At the same time a second dedicated phantom (PH2) was designed in order to mimic the acquisition conditions of patients. An abdomen-shaped container was filled with a solution of MnCl2 to obtain relaxation times similar to the pelvis organs. The relaxation times of the solution were measured with an NMR spectrometer at the University of Milan. The relaxation times of tissues of interest were measured with dedicated sequences in vivo both on healthy and non-healthy subjects.

With the aim to test radiomics ability to characterize different texture, some test objects were inserted in the phantom solution to mimic various patterns in the image.


The results for the short-term repeatability test are reported in Fig. 2. On average the percentage of features with r < 1% resulted around 27.8%, while the features with 1% ≤ r < 10% were about 66.5% of the total.

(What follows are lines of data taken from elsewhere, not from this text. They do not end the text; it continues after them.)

//! Runner mechanics, power-up timers, wallet and garden

use anyhow::{bail, Result};

use crossroads_sim::arcade::{
    garden, Decoration, ItemKind, MemoryStore, ObstacleKind, PowerUpKind, Progress,
    ProgressStore, RunState, RunSummary, RunnerGame, RunnerTick, TimerQueue, Wallet,
    GARDEN_HALF_EXTENT, GROUND_HEIGHT, POWER_UP_DURATION_MS,
};

/// A store that refuses to save
struct BrokenStore;

impl ProgressStore for BrokenStore {
    fn load(&mut self) -> Result<Option<Progress>> {
        Ok(None)
    }

    fn save(&mut self, _progress: &Progress) -> Result<()> {
        bail!("disk full")
    }

    fn clear(&mut self) -> Result<()> {
        Ok(())
    }
}

fn wallet_with(coins: u64) -> Wallet {
    let store = MemoryStore {
        saved: Some(Progress {
            coins,
            ..Progress::default()
        }),
        save_count: 0,
    };
    Wallet::open(Box::new(store)).expect("memory store always loads")
}

#[test]
fn test_timer_queue_orders_by_due_time() {
    let mut timers = TimerQueue::new();
    timers.schedule(300, "c");
    timers.schedule(100, "a");
    timers.schedule(200, "b");
    timers.schedule(100, "a2");
    assert_eq!(timers.len(), 4);

    assert!(timers.drain_due(99).is_empty());
    assert_eq!(timers.drain_due(100), vec!["a", "a2"]);
    assert_eq!(timers.drain_due(1000), vec!["b", "c"]);
    assert!(timers.is_empty());
}

#[test]
fn test_timer_queue_cancel() {
    let mut timers = TimerQueue::new();
    let first = timers.schedule(100, 1);
    timers.schedule(200, 2);

    assert!(timers.cancel(first));
    assert!(!timers.cancel(first), "already cancelled");
    assert_eq!(timers.len(), 1);
    assert_eq!(timers.drain_due(500), vec![2]);
    assert!(!timers.cancel(first), "nothing left to cancel");
}

#[test]
fn test_power_up_expires_between_ticks() {
    let mut game = RunnerGame::new_with_seed(1);
    game.start(0);
    game.activate(PowerUpKind::Magnet);
    assert_eq!(game.remaining_ms(PowerUpKind::Magnet), Some(POWER_UP_DURATION_MS));

    game.tick(POWER_UP_DURATION_MS - 1);
    assert!(game.is_active(PowerUpKind::Magnet));
    assert_eq!(game.remaining_ms(PowerUpKind::Magnet), Some(1));

    game.tick(POWER_UP_DURATION_MS);
    assert!(!game.is_active(PowerUpKind::Magnet));
    assert_eq!(game.remaining_ms(PowerUpKind::Magnet), None);
}

#[test]
fn test_power_up_pickup_restarts_timer() {
    let mut game = RunnerGame::new_with_seed(2);
    game.start(0);
    game.activate(PowerUpKind::DoubleCoins);

    game.tick(3000);
    game.activate(PowerUpKind::DoubleCoins);
    assert_eq!(game.remaining_ms(PowerUpKind::DoubleCoins), Some(POWER_UP_DURATION_MS));

    // The first countdown would have ended here
    game.tick(POWER_UP_DURATION_MS);
    assert!(game.is_active(PowerUpKind::DoubleCoins));

    game.tick(3000 + POWER_UP_DURATION_MS);
    assert!(!game.is_active(PowerUpKind::DoubleCoins));
}

#[test]
fn test_power_ups_expire_while_paused() {
    let mut game = RunnerGame::new_with_seed(3);
    game.start(0);
    game.activate(PowerUpKind::Slow);
    game.pause();
    assert_eq!(game.state(), RunState::Paused);

    assert_eq!(game.tick(POWER_UP_DURATION_MS), RunnerTick::Idle);
    assert!(!game.is_active(PowerUpKind::Slow));

    game.resume();
    assert_eq!(game.state(), RunState::Running);
}

#[test]
fn test_lane_changes_are_clamped() {
    let mut game = RunnerGame::new_with_seed(4);
    game.move_left();
    assert_eq!(game.lane(), 0, "ignored before the run starts");

    game.start(0);
    game.move_left();
    game.move_left();
    assert_eq!(game.lane(), -1);
    game.move_right();
    game.move_right();
    game.move_right();
    assert_eq!(game.lane(), 1);
}

#[test]
fn test_jump_rises_and_lands() {
    let mut game = RunnerGame::new_with_seed(5);
    game.start(0);
    game.jump();
    assert!(game.is_airborne());

    let mut peak = GROUND_HEIGHT;
    let mut now = 0;
    for _ in 0..40 {
        now += 16;
        game.tick(now);
        peak = peak.max(game.player_position().y);
    }
    assert!(peak > GROUND_HEIGHT + 1.0);
    assert!(!game.is_airborne());
    assert_eq!(game.player_position().y, GROUND_HEIGHT);
}

#[test]
fn test_obstacle_ends_run() {
    let mut game = RunnerGame::new_with_seed(6);
    game.start(0);
    game.spawn_item(ItemKind::Obstacle(ObstacleKind::Crate), 0);

    let mut now = 0;
    let mut summary = None;
    for _ in 0..1000 {
        now += 16;
        if let RunnerTick::GameOver(result) = game.tick(now) {
            summary = Some(result);
            break;
        }
    }

    let summary = summary.expect("the crate should hit the player");
    assert_eq!(game.state(), RunState::Over);
    assert!(summary.distance > 0);
    assert_eq!(game.tick(now + 16), RunnerTick::Idle);
}

#[test]
fn test_invincible_smashes_obstacles() {
    let mut game = RunnerGame::new_with_seed(7);
    game.start(0);
    game.activate(PowerUpKind::Invincible);
    let barrier = game.spawn_item(ItemKind::Obstacle(ObstacleKind::Barrier), 0);

    // One millisecond per tick keeps the power-up alive
    for now in 1..=400 {
        assert!(!matches!(game.tick(now), RunnerTick::GameOver(_)));
    }
    assert_eq!(game.state(), RunState::Running);
    assert!(game.items().iter().all(|item| item.id != barrier));
}

#[test]
fn test_coin_is_collected_in_lane() {
    let mut game = RunnerGame::new_with_seed(8);
    game.start(0);
    game.activate(PowerUpKind::Invincible);
    game.spawn_item(ItemKind::Coin, 0);

    for now in 1..=400 {
        game.tick(now);
    }
    assert!(game.coins() >= 1);
}

#[test]
fn test_wallet_spend_and_earn() {
    let mut wallet = wallet_with(50);
    assert!(wallet.can_afford(50));
    assert!(!wallet.spend(80));
    assert_eq!(wallet.coins(), 50);
    assert!(wallet.spend(30));
    assert_eq!(wallet.coins(), 20);
    wallet.earn(5);
    assert_eq!(wallet.coins(), 25);
}

#[test]
fn test_record_run_keeps_best_distance() {
    let mut wallet = wallet_with(0);
    wallet.record_run(&RunSummary {
        distance: 900,
        coins: 12,
    });
    wallet.record_run(&RunSummary {
        distance: 400,
        coins: 3,
    });
    assert_eq!(wallet.coins(), 15);
    assert_eq!(wallet.high_score(), 900);
    assert_eq!(wallet.progress().high_score, 900);
}

#[test]
fn test_failed_save_does_not_interrupt_play() {
    let mut wallet = Wallet::open(Box::new(BrokenStore)).expect("load succeeds");
    wallet.earn(10);
    assert_eq!(wallet.coins(), 10);
    wallet.reset().expect("clear succeeds");
    assert_eq!(wallet.coins(), 0);
}

#[test]
fn test_garden_place_and_remove() {
    let mut wallet = wallet_with(200);
    let bench = Decoration::new("bench", 120);

    let index = garden::place(&mut wallet, &bench, 3.0, -4.0).expect("affordable and in bounds");
    assert_eq!(index, 0);
    assert_eq!(wallet.coins(), 80);
    assert_eq!(wallet.progress().garden_items.len(), 1);

    let err = garden::place(&mut wallet, &bench, 0.0, 0.0).unwrap_err();
    assert!(err.to_string().contains("bench"));
    assert_eq!(wallet.coins(), 80);

    let fountain = Decoration::new("fountain", 10);
    assert!(garden::place(&mut wallet, &fountain, GARDEN_HALF_EXTENT + 1.0, 0.0).is_err());
    assert_eq!(wallet.coins(), 80, "rejected placement costs nothing");

    let removed = garden::remove(&mut wallet, 0).expect("item exists");
    assert_eq!(removed.item_id, "bench");
    assert_eq!(wallet.coins(), 80, "no refund");
    assert!(garden::remove(&mut wallet, 0).is_err());
}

Moreover, the analysis showed that the instability of the features increases by decreasing the volume of the ROI. The long-term analysis showed that only 8% of the radiomic features have r < 10% for all ROI and all the acquisitions.

As regards PH2, the first goal to reproduce tissues with different texture in a phantom compatible with MR scanner was achieved. The phantom is shown in Fig. 3.

The features analyses were handled with in-house scripts developed in MATLAB®.


The majority of the radiomic features varies less than 10% in repeated phantom acquisitions. However, this study showed that 6% of the features in hypothetical clinical studies should be excluded a priori as not stable.

It is interesting to notice that all the stable features in long-term acquisitions describe the image texture. This suggests that texture features can actually play a key role in radiomic analyses and deserve further investigation.

The study gave evidence of the link between the ROI volume and the instability of the features extracted. The identification of a threshold volume, below which the features begin to be unstable and thus must be excluded, is strongly suggested, especially when small volumes are investigated (e.g. lymph nodes, dominant intraprostatic lesion, small ovarian lesions).


A protocol to test the stability of radiomic features extracted from MR images -with regard to short- and long-term repeatability in the same experimental condition- was established. The impact of the image acquisition process on the radiomic features variability was characterized and the unstable features identified. This protocol, once optimized and tested on PH2 (that mimic patients), could be used to support the radiomic clinical studies.


No acknowledgement found.


1. Yang, Fei, et al. "Magnetic resonance imaging (MRI)-based radiomics for prostate cancer radiotherapy." Translational andrology and urology 7.3 (2018): 445.

2. Tsougos, Ioannis, et al. "Application of Radiomics and Decision Support Systems for Breast MR Differential Diagnosis." Computational and mathematical methods in medicine 2018 (2018).


Figure 1: A T2 axial image of phantom PH1, with eleven identified ROI. Nine ROI were drawn following the edges of the inserts, with decreasing volume. R-All covers a heterogeneous area and R-Hom represents a homogeneous region.

Figure 2: a) According to r coefficient, the features were classified into three categories of stability. The plot shows the percentage of radiomic features belonging to the three stability categories for each ROI in acquisition day t0. b) Percentage of features in each category for each ti.

Figure 3: a) Phantom PH2 plastic container and three test objects. Each test object is made up of a plastic tube filled with small polystyrene spheres distributed in a matrix of agar. In order to obtain different texture, the dimension of the spheres in each test objects is variable, from 7-8 mm diameter to 1 mm or less. b) T2-w image of PH2. Three different texture are recognizable.